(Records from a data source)
__________________________________________________
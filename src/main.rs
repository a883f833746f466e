// Copyright (c) 2025 Soumyadip Sarkar.
// All rights reserved.
//
// This source code is licensed under the license found in the
// LICENSE file in the root directory of this source tree.

use anyhow::Result;
use tracing_subscriber::{EnvFilter, fmt, prelude::*};

use ledgerchat::{cli, commands, config::Config, db, users};

fn main() -> Result<()> {
    let matches = cli::build_cli().get_matches();

    // RUST_LOG wins over --verbose; default stays quiet so answers are readable.
    let filter = if std::env::var("RUST_LOG").is_ok() {
        EnvFilter::from_default_env()
    } else if matches.get_flag("verbose") {
        EnvFilter::new("debug")
    } else {
        EnvFilter::new("warn")
    };
    tracing_subscriber::registry()
        .with(filter)
        .with(fmt::layer().with_target(false).with_writer(std::io::stderr).compact())
        .init();

    let cfg = Config::from_matches(&matches)?;
    let conn = db::open_or_init(&cfg.db_path)?;
    let user_email = matches.get_one::<String>("user").map(|s| s.as_str());

    match matches.subcommand() {
        Some(("init", _)) => {
            println!("Database initialized at {}", cfg.db_path.display());
        }
        Some(("user", sub)) => commands::users::handle(&conn, sub)?,
        Some(("tx", sub)) => {
            let user = users::authenticate(&conn, user_email)?;
            commands::transactions::handle(&conn, &user, sub)?
        }
        Some(("chat", sub)) => {
            let user = users::authenticate(&conn, user_email)?;
            commands::chat::handle(&conn, &cfg, &user, sub)?
        }
        Some(("export", sub)) => {
            let user = users::authenticate(&conn, user_email)?;
            commands::exporter::handle(&conn, &user, sub)?
        }
        Some(("seed", sub)) => {
            let user = users::authenticate(&conn, user_email)?;
            commands::seed::handle(&conn, &user, sub)?
        }
        _ => {
            cli::build_cli().print_help()?;
            println!();
        }
    }
    Ok(())
}
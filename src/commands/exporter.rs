// Copyright (c) 2025 Soumyadip Sarkar.
// All rights reserved.
//
// This source code is licensed under the license found in the
// LICENSE file in the root directory of this source tree.

use anyhow::Result;
use rusqlite::Connection;
use serde_json::json;

use crate::history::{HistoryStore, SqliteHistory};
use crate::ledger::{SqliteLedger, TransactionFilter};
use crate::models::User;

pub fn handle(conn: &Connection, user: &User, m: &clap::ArgMatches) -> Result<()> {
    match m.subcommand() {
        Some(("transactions", sub)) => export_transactions(conn, user, sub),
        Some(("history", sub)) => export_history(conn, user, sub),
        _ => Ok(()),
    }
}

fn target(sub: &clap::ArgMatches) -> (String, &String) {
    let fmt = sub.get_one::<String>("format").unwrap().to_lowercase();
    let out = sub.get_one::<String>("out").unwrap();
    (fmt, out)
}

fn export_transactions(conn: &Connection, user: &User, sub: &clap::ArgMatches) -> Result<()> {
    let (fmt, out) = target(sub);
    let ledger = SqliteLedger::new(conn);
    let mut rows = Vec::new();
    let mut skip = 0;
    loop {
        let page = ledger.list(
            user.id,
            &TransactionFilter {
                skip,
                ..Default::default()
            },
        )?;
        let n = page.len();
        rows.extend(page);
        if n < TransactionFilter::default().limit {
            break;
        }
        skip += n;
    }
    // Oldest first reads naturally in a spreadsheet.
    rows.reverse();

    match fmt.as_str() {
        "csv" => {
            let mut wtr = csv::Writer::from_path(out)?;
            wtr.write_record(["id", "date", "type", "amount", "category", "description"])?;
            for t in &rows {
                wtr.write_record([
                    t.id.to_string(),
                    t.date.format("%Y-%m-%d %H:%M:%S").to_string(),
                    t.tx_type.to_string(),
                    t.amount.to_string(),
                    t.category.clone(),
                    t.description.clone().unwrap_or_default(),
                ])?;
            }
            wtr.flush()?;
        }
        "json" => {
            let items: Vec<_> = rows
                .iter()
                .map(|t| {
                    json!({
                        "id": t.id,
                        "date": t.date.format("%Y-%m-%d %H:%M:%S").to_string(),
                        "type": t.tx_type,
                        "amount": t.amount.to_string(),
                        "category": t.category,
                        "description": t.description,
                    })
                })
                .collect();
            std::fs::write(out, serde_json::to_string_pretty(&items)?)?;
        }
        _ => {
            eprintln!("Unknown format: {} (use csv|json)", fmt);
            return Ok(());
        }
    }
    println!("Exported {} transactions to {}", rows.len(), out);
    Ok(())
}

fn export_history(conn: &Connection, user: &User, sub: &clap::ArgMatches) -> Result<()> {
    let (fmt, out) = target(sub);
    let mut rows = SqliteHistory::new(conn).query_by_user(user.id, i64::MAX as usize)?;
    rows.reverse();

    match fmt.as_str() {
        "csv" => {
            let mut wtr = csv::Writer::from_path(out)?;
            wtr.write_record(["id", "created_at", "intent", "user_message", "bot_response"])?;
            for r in &rows {
                wtr.write_record([
                    r.id.to_string(),
                    r.created_at.to_rfc3339(),
                    r.intent.map(|i| i.to_string()).unwrap_or_default(),
                    r.user_message.clone(),
                    r.bot_response.clone(),
                ])?;
            }
            wtr.flush()?;
        }
        "json" => {
            std::fs::write(out, serde_json::to_string_pretty(&rows)?)?;
        }
        _ => {
            eprintln!("Unknown format: {} (use csv|json)", fmt);
            return Ok(());
        }
    }
    println!("Exported {} chat messages to {}", rows.len(), out);
    Ok(())
}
__________________________________________________
_Assigned task_: Filter the entries above and copy only the lines that hold "description".

_Solution below_:
            wtr.write_record(["id", "date", "type", "amount", "category", "description"])?;
                    t.description.clone().unwrap_or_default(),
                        "description": t.description,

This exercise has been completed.